Chegamos a 2003 com uma carga tributária total de 36%, comparável aos países do Primeiro Mundo, sem apresentar entretanto a mesma contrapartida de benefícios e serviços financiados pela receita pública. A impossibilidade de definição coesa da federação sobre níveis e distribuição de receitas e encargos de governo dificulta a prática de políticas públicas que reflitam as prioridades dos cidadãos, contrapartida direta ou indireta do pagamento de impostos.

Essa situação desmobiliza a cidadania quanto ao cumprimento de suas obrigações tributárias e esgarça a tênue solidariedade social, já enfraquecida pela desigualdade e fragmentação do quadro econômico e social do país.

Também não ajuda o equilíbrio federativo a atuação dos governos estaduais na última década. O fortalecimento de sua base tributária resultou em enorme distorção do principal imposto estadual, o ICMS, que apresenta grande variação e diversificação de alíquotas, sendo também instrumento da guerra fiscal travada pelos estados na disputa de novos investimentos.

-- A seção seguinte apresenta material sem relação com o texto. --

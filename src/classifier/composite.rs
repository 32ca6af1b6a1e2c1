use std::collections::BTreeSet;

use regex::{Captures, Regex};

use super::{
    category::Category,
    patterns::static_pattern,
    vocabulary::{whole_word_pattern, PartitionedVocabulary},
};
use crate::error::ConfigurationError;

/// One alternative of the composite pattern.
#[derive(Debug, Clone, PartialEq, Eq)]
pub struct PatternPart {
    pub category: Category,
    pub pattern: String,
}

/// Ordered alternation of named category patterns, compiled once.
///
/// Alternatives appear in [`Category`] order and the regex engine uses
/// leftmost-first semantics, so at any offset the earliest category whose
/// rule matches wins.
#[derive(Debug, Clone)]
pub struct CompositePattern {
    categories: Vec<Category>,
    parts: Vec<PatternPart>,
    regex: Option<Regex>,
}

impl CompositePattern {
    /// Builds the alternation for `categories` (order and duplicates ignored).
    ///
    /// A vocabulary category whose word list is empty contributes no
    /// alternative but stays in [`categories`](Self::categories).
    #[tracing::instrument(level = "debug", skip(categories, vocabulary))]
    pub fn build<I>(
        categories: I,
        vocabulary: &PartitionedVocabulary,
    ) -> Result<Self, ConfigurationError>
    where
        I: IntoIterator<Item = Category>,
    {
        let categories: Vec<Category> = categories
            .into_iter()
            .collect::<BTreeSet<_>>()
            .into_iter()
            .collect();

        let parts: Vec<PatternPart> = categories
            .iter()
            .filter_map(|&category| {
                let pattern = match static_pattern(category) {
                    Some(pattern) => Some(pattern.to_string()),
                    None => whole_word_pattern(vocabulary.words(category)),
                };
                pattern.map(|pattern| PatternPart { category, pattern })
            })
            .collect();

        let regex = if parts.is_empty() {
            None
        } else {
            let source = parts
                .iter()
                .map(|part| format!("(?P<{}>{})", part.category.group_name(), part.pattern))
                .collect::<Vec<_>>()
                .join("|");
            let regex = Regex::new(&source).map_err(|e| {
                tracing::error!("failed to compile composite pattern: {}", e);
                ConfigurationError::from(e)
            })?;
            Some(regex)
        };

        tracing::debug!(
            categories = ?categories,
            alternatives = parts.len(),
            "composite pattern built"
        );

        Ok(Self {
            categories,
            parts,
            regex,
        })
    }

    /// Active categories in precedence order.
    pub fn categories(&self) -> &[Category] {
        &self.categories
    }

    /// Alternatives that made it into the regex, in precedence order.
    pub fn parts(&self) -> &[PatternPart] {
        &self.parts
    }

    /// `None` when no category contributes an alternative.
    pub fn regex(&self) -> Option<&Regex> {
        self.regex.as_ref()
    }

    pub fn as_str(&self) -> &str {
        self.regex.as_ref().map_or("", Regex::as_str)
    }

    /// Category of the alternative that produced `captures`.
    pub fn winning_category(&self, captures: &Captures<'_>) -> Option<Category> {
        self.parts
            .iter()
            .map(|part| part.category)
            .find(|category| captures.name(category.group_name()).is_some())
    }
}
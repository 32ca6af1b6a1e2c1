//! Content-shaped rules that do not depend on a vocabulary.
//!
//! Every rule here must stay free of capturing groups: the composite pattern
//! wraps each rule in exactly one named group and dispatches on that name.

use super::category::Category;

/// Triple-quoted block. Closed forms come first so the shortest closed span
/// is preferred; the open forms run to end of text.
pub const DOCSTRING_PATTERN: &str = concat!(
    r#""""(?s:.*?)""""#, // closed double quote docstring
    "|",
    r"'''(?s:.*?)'''", // closed single quote docstring
    "|",
    r#""""(?s:.*)"#, // open double quote docstring
    "|",
    r"'''(?s:.*)", // open single quote docstring
);

/// Single-line string. An open string ends before the line terminator.
pub const STRING_PATTERN: &str = concat!(
    r#""[^\r\n]*?"|"[^\r\n]*"#,
    "|",
    r"'[^\r\n]*?'|'[^\r\n]*",
);

/// `#` to end of line, line terminator excluded.
pub const COMMENT_PATTERN: &str = r"#[^\r\n]*";

/// Numeric literal, optionally with a fraction and an exponent.
///
/// A literal only starts at the beginning of the text or right after a
/// non-word character. For digit-led literals that is `\b`; for dot-led
/// literals (`.45`) it is `\B`, since `.` is itself a non-word character.
pub const NUMBER_PATTERN: &str = concat!(
    r"\b(?:",
    r"[0-9]+\.?[0-9]*[eE][-+]?[0-9]*", // scientific notation
    "|",
    r"[0-9]+\.?[0-9]*", // digits with an optional fraction
    ")",
    "|",
    r"\B\.[0-9]+", // fraction only
);

/// Static rule for a content-shaped category, `None` for vocabulary-derived ones.
pub fn static_pattern(category: Category) -> Option<&'static str> {
    match category {
        Category::Docstring => Some(DOCSTRING_PATTERN),
        Category::String => Some(STRING_PATTERN),
        Category::Number => Some(NUMBER_PATTERN),
        Category::Comment => Some(COMMENT_PATTERN),
        Category::Keyword | Category::Exception | Category::FunctionName => None,
    }
}
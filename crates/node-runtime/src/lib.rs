//! Runtime for a distributed measurement node.
//!
//! A node ingests a live sample stream into a bounded primary ring buffer, lets
//! user-supplied workers fill independent secondary ring buffers, serves metric/data/
//! command queries over a request/reply broker, optionally publishes asynchronous
//! notifications over a pub/sub socket, and announces itself periodically over a UDP
//! beacon. See [`supervisor::Supervisor`] for the entry point that wires all of this
//! together.

pub mod beacon;
pub mod broker;
pub mod config;
pub mod error;
pub mod metric;
pub mod protocol;
pub mod publisher;
pub mod receiver;
pub mod responder;
pub mod state;
pub mod supervisor;

pub use config::{NodeConfig, NodeIdentity, PrimaryLayout, SecondaryLayout};
pub use error::{ConfigError, NodeError};
pub use metric::{ChannelBundle, MetricFn, MetricRegistry, ParamValue};
pub use protocol::{ClientAddress, InboundMessage, Reply};
pub use receiver::SampleSource;
pub use state::NodeState;
pub use supervisor::Supervisor;
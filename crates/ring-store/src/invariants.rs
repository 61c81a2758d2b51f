//! Debug assertion macros for ring buffer invariants.
//!
//! These are only active in debug builds (`#[cfg(debug_assertions)]`), so there is
//! zero overhead in release builds.

/// INV-PRIM-01: the write cursor always stays within `[0, len)`.
macro_rules! debug_assert_cursor_in_bounds {
    ($w:expr, $len:expr) => {
        debug_assert!(
            $w < $len,
            "INV-PRIM-01 violated: write cursor {} out of bounds for buffer length {}",
            $w,
            $len
        )
    };
}

/// INV-PRIM-02: a synthesized timestamp never moves backwards relative to the
/// previous `last_time`.
macro_rules! debug_assert_time_monotonic {
    ($old:expr, $new:expr) => {
        debug_assert!(
            $new >= $old,
            "INV-PRIM-02 violated: last_time decreased from {} to {}",
            $old,
            $new
        )
    };
}

/// INV-WIN-01: an age vector produced by a snapshot runs oldest-to-newest, i.e. is
/// non-increasing (age 0, the most recent sample, comes last).
macro_rules! debug_assert_ages_monotonic {
    ($ages:expr) => {
        #[cfg(debug_assertions)]
        {
            for pair in $ages.windows(2) {
                debug_assert!(
                    pair[1] <= pair[0],
                    "INV-WIN-01 violated: ages not non-increasing ({} followed by {})",
                    pair[0],
                    pair[1]
                );
            }
        }
    };
}

/// INV-SEC-01: secondary snapshots must acquire per-channel locks in index order to
/// match the order every other caller uses, preventing lock-order deadlocks.
macro_rules! debug_assert_lock_order {
    ($prev:expr, $cur:expr) => {
        debug_assert!(
            $cur >= $prev,
            "INV-SEC-01 violated: secondary locks acquired out of index order ({} after {})",
            $cur,
            $prev
        )
    };
}

pub(crate) use debug_assert_ages_monotonic;
pub(crate) use debug_assert_cursor_in_bounds;
pub(crate) use debug_assert_lock_order;
pub(crate) use debug_assert_time_monotonic;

A complexidade e a heterogeneidade do sistema tributário dificultam sua harmonização, condição necessária à ampliação das transações entre blocos de comércio. O ICMS, por exemplo, responsável por aproximadamente um quarto da arrecadação nacional, apresenta 27 leis e 44 alíquotas, espelhando a complexidade do sistema. Mais ainda, a autonomia dos estados na cobrança do ICMS acabou gerando distorção alocativa, dada a predatória guerra fiscal que as unidades federadas travam em busca de investimentos. Da mesma forma, municípios disputam entre si a alocação de empresas de prestação de serviços em suas jurisdições.

Nos governos locais, a dependência municipal de transferências constitucionais dos Fundos de Participação2, típica dos pequenos municípios, se combina com o esforço fiscal e a dependência de sua própria arrecadação, nas cidades de porte médio e grande. Por conta dos critérios populacionais dessas transferências, que privilegiam as cidades de pequeno porte, o número de municípios brasileiros elevou-se de 3.300 em 1967 para cerca de 5.600 em 2002, sobretudo na faixa até 10 mil habitantes, gerando fragmentação territorial e dependência financeira.

A diversidade de situações observadas explica a dificuldade de estabelecer regras de partilha com capacidade de resposta às necessidades municipais e à descentralização de políticas seto­riais mais complexas, como a saúde e o saneamento básico. Para tanto contribui também a questão dos municípios das capitais e das regiões metropolitanas, onde vivem mais de 35% da população brasileira, com coeficientes muito menores de transferências per capita e problemas urbanos de extrema complexidade.

A polaridade entre os interesses assinalados virtualmente paralisou as decisões do Legislativo sobre matéria tributária, dando margem a incriminações recíprocas entre instâncias da federação, cada uma responsabilizando as demais pela incapacidade comum, e a reclamos do empresariado sobre o excesso de impostos. Isso sem levar em conta o principal: a incidência tributária sobre a renda disponível da população, a quem tem cabido pagar a conta da perversa evolução do sistema tributário nacional.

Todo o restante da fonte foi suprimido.